Odysseus Wandering

Odysseus Wandering

(How I Became a Prison Guard)

By Tim Trask

Here’s how it started.

I’m on an overnight flight from San Francisco to Boston on January 10-11, 1969, after spending a year in the Republic of Viet Nam. There aren’t many people on the flight, but even the few who are here glance in my direction and turn away. They won’t look me in the eye or acknowledge me in any way. I’m taboo. That’s okay. I don’t feel much like talking anyway. No one at home knows I’m coming. I haven’t written. I haven’t called. That may be because I want to surprise my family. I’m thinking it’s more because I can’t believe it myself and want to be sure it’s happening before I tell anyone else. The only reason I’m wearing my uniform is that I got half-fare if I wore it and would’ve had to pay full if I didn’t. I hate the uniform. Any uniform. Especially this one they gave me a few hours ago with the Viet Nam Service Ribbon and the Bronze Star.

Probably just as well that people are staying away, from what I’ve been hearing. Don’t mean nuthin’.

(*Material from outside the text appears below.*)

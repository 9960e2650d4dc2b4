//! Message store implementations.

pub mod inmemory;

pub use inmemory::InMemoryMessageRepository;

On one hand, I feel that nothing can hurt me now that I’ve escaped the war unharmed. On the other, I’m uncertain about every little thing. I have no idea who I am, who I can become, or even who I want to be. I’m wandering into unknown territory that at times I thought I’d never see―the future. One thing is certain, though. As soon as I get some civvies, I’m taking this uniform off and never putting on another stinking uniform again. No matter what. Unfortunately, it’s the only certain thing in my mind right now.

The plane lands at Logan at 6:00 AM on Saturday, January 11. Since I left Portland, Maine, for Fort Dix at 6:00 AM on Tuesday, May 31, 1966, I’ve been in the Army for exactly two years, seven months, and twelve days. I’ve got to do something if I don’t want to hang around the airport the rest of my life, so I call my sister Rebecca in Lowell, my nearest relative. She’s excited to hear from me, which makes me feel good.

“Where are you?” “Logan.”

“Timmy’s at Logan, Dick! Are you home for good?” “Yup.”

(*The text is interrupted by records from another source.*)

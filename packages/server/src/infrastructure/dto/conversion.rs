//! Conversion logic between DTOs and domain entities.

use dengon_shared::time::{rfc3339_to_timestamp, timestamp_to_rfc3339};

use crate::domain::{
    BroadcastEvent, BroadcastEventKind, Message, MessageContent, MessageId, SenderName, Timestamp,
    ValueObjectError,
};

use super::{
    MessageDto,
    websocket::{BroadcastEventMessage, EventType},
};

// ========================================
// Domain Entity → DTO
// ========================================

impl TryFrom<Message> for MessageDto {
    type Error = ValueObjectError;

    fn try_from(model: Message) -> Result<Self, Self::Error> {
        let millis = model.timestamp.value();
        let timestamp = timestamp_to_rfc3339(millis)
            .ok_or_else(|| ValueObjectError::InvalidTimestamp(millis.to_string()))?;
        Ok(Self {
            id: *model.id.as_uuid(),
            content: model.content.into_string(),
            sender_name: model.sender_name.into_string(),
            timestamp,
        })
    }
}

impl From<BroadcastEventKind> for EventType {
    fn from(kind: BroadcastEventKind) -> Self {
        match kind {
            BroadcastEventKind::Created => Self::Created,
            BroadcastEventKind::Edited => Self::Edited,
            BroadcastEventKind::Deleted => Self::Deleted,
        }
    }
}

impl TryFrom<BroadcastEvent> for BroadcastEventMessage {
    type Error = ValueObjectError;

    fn try_from(event: BroadcastEvent) -> Result<Self, Self::Error> {
        Ok(Self {
            r#type: event.kind.into(),
            message: event.message.try_into()?,
        })
    }
}

// ========================================
// DTO → Domain Entity
// ========================================

impl TryFrom<MessageDto> for Message {
    type Error = ValueObjectError;

    fn try_from(dto: MessageDto) -> Result<Self, Self::Error> {
        let timestamp = rfc3339_to_timestamp(&dto.timestamp)
            .ok_or_else(|| ValueObjectError::InvalidTimestamp(dto.timestamp.clone()))?;
        Ok(Self::new(
            MessageId::from_uuid(dto.id),
            MessageContent::new(dto.content)?,
            SenderName::new(dto.sender_name)?,
            Timestamp::new(timestamp),
        ))
    }
}

impl From<EventType> for BroadcastEventKind {
    fn from(event_type: EventType) -> Self {
        match event_type {
            EventType::Created => Self::Created,
            EventType::Edited => Self::Edited,
            EventType::Deleted => Self::Deleted,
        }
    }
}

impl TryFrom<BroadcastEventMessage> for BroadcastEvent {
    type Error = ValueObjectError;

    fn try_from(dto: BroadcastEventMessage) -> Result<Self, Self::Error> {
        Ok(Self {
            kind: dto.r#type.into(),
            message: dto.message.try_into()?,
        })
    }
}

“You don’t have to go back?” “No.”

She says they’ll be there in an hour to pick me up. I ask her to call Dad and Mom, and she says she’s going to call everybody.

Right now, I don’t even really want to see anyone. While I was in Viet Nam, I read Thoreau, and I just want to go live in a cabin by myself in the woods somewhere, preferably in Maine, since that’s the only place where I know anything about the woods. I’m in Boston now with an hour to kill and nothing to kill it with. I can’t drink, and I can’t smoke. Both of these habits are forbidden in my family. My father’s a minister in the Church of the Nazarene, and he’s devoted his life to not smoking and not drinking, so I’ve got to pretend I haven’t acquired either practice, at least for the time being.

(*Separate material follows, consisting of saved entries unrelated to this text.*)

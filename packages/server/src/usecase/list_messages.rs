//! UseCase: メッセージ一覧取得（Registry には触れない）

use std::sync::Arc;

use crate::domain::{Message, MessageRepository};

use super::error::ListMessagesError;

/// メッセージ一覧取得のユースケース
pub struct ListMessagesUseCase {
    repository: Arc<dyn MessageRepository>,
}

impl ListMessagesUseCase {
    pub fn new(repository: Arc<dyn MessageRepository>) -> Self {
        Self { repository }
    }

    /// 作成順の全メッセージを返す
    pub async fn execute(&self) -> Result<Vec<Message>, ListMessagesError> {
        Ok(self.repository.list().await?)
    }
}
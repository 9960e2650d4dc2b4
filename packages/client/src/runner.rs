//! Client execution logic with reconnection support.

use std::time::Duration;

use super::{domain::should_attempt_reconnect, error::ClientError, session::run_client_session};

const MAX_RECONNECT_ATTEMPTS: u32 = 5;
const RECONNECT_INTERVAL_SECS: u64 = 5;

/// Run the watcher with reconnection logic
///
/// # Errors
///
/// Returns the session error when it is not worth retrying, or
/// [`ClientError::ReconnectLimitReached`] once every attempt has failed.
pub async fn run_client(url: String) -> Result<(), ClientError> {
    let mut failed_attempts = 0;

    loop {
        tracing::info!(
            "Attempting to connect to {} (attempt {}/{})",
            url,
            failed_attempts + 1,
            MAX_RECONNECT_ATTEMPTS
        );

        match run_client_session(&url).await {
            Ok(()) => {
                tracing::info!("Client session ended normally");
                return Ok(());
            }
            Err(e) => {
                tracing::warn!("Connection lost: {}", e);
                failed_attempts += 1;

                if !should_attempt_reconnect(&e, failed_attempts, MAX_RECONNECT_ATTEMPTS) {
                    if failed_attempts >= MAX_RECONNECT_ATTEMPTS {
                        return Err(ClientError::ReconnectLimitReached(MAX_RECONNECT_ATTEMPTS));
                    }
                    return Err(e);
                }

                tracing::info!(
                    "Reconnecting in {} seconds... (attempt {}/{})",
                    RECONNECT_INTERVAL_SECS,
                    failed_attempts + 1,
                    MAX_RECONNECT_ATTEMPTS
                );

                tokio::time::sleep(Duration::from_secs(RECONNECT_INTERVAL_SECS)).await;
            }
        }
    }
}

Either revelation probably would be more of a shock than if I’d been killed by the Viet Cong, which, I’m thinking, might have been the better option, now that I’ve got to face all of the people who don’t have any notion of how much I’ve changed since last they saw me.

The hour goes by as I’m thinking about how weird life is and ponder Thoreau’s question about whether you can kill time without injuring eternity. Time. I remember studying time in my college physics classes. The space-time continuum. I’ve been doing time. Wasting my life. For nothing. I’ve looked to this day as a great day of happiness, but now that it’s here, I’m thinking I was better off over there. If I’d stayed, at least I wouldn’t feel this emptiness about leaving friends there to deal with all the crap I left.

Becky and Dick arrive, and as we hug, I can’t help the tears in my eyes. It pisses me off. We drive to their house in Lowell, and I’m still in dress greens feeling like a circus clown, and my brother-in-law, thinking he’s being helpful, is trying to talk me into a tour of the prison where he works as a correction officer.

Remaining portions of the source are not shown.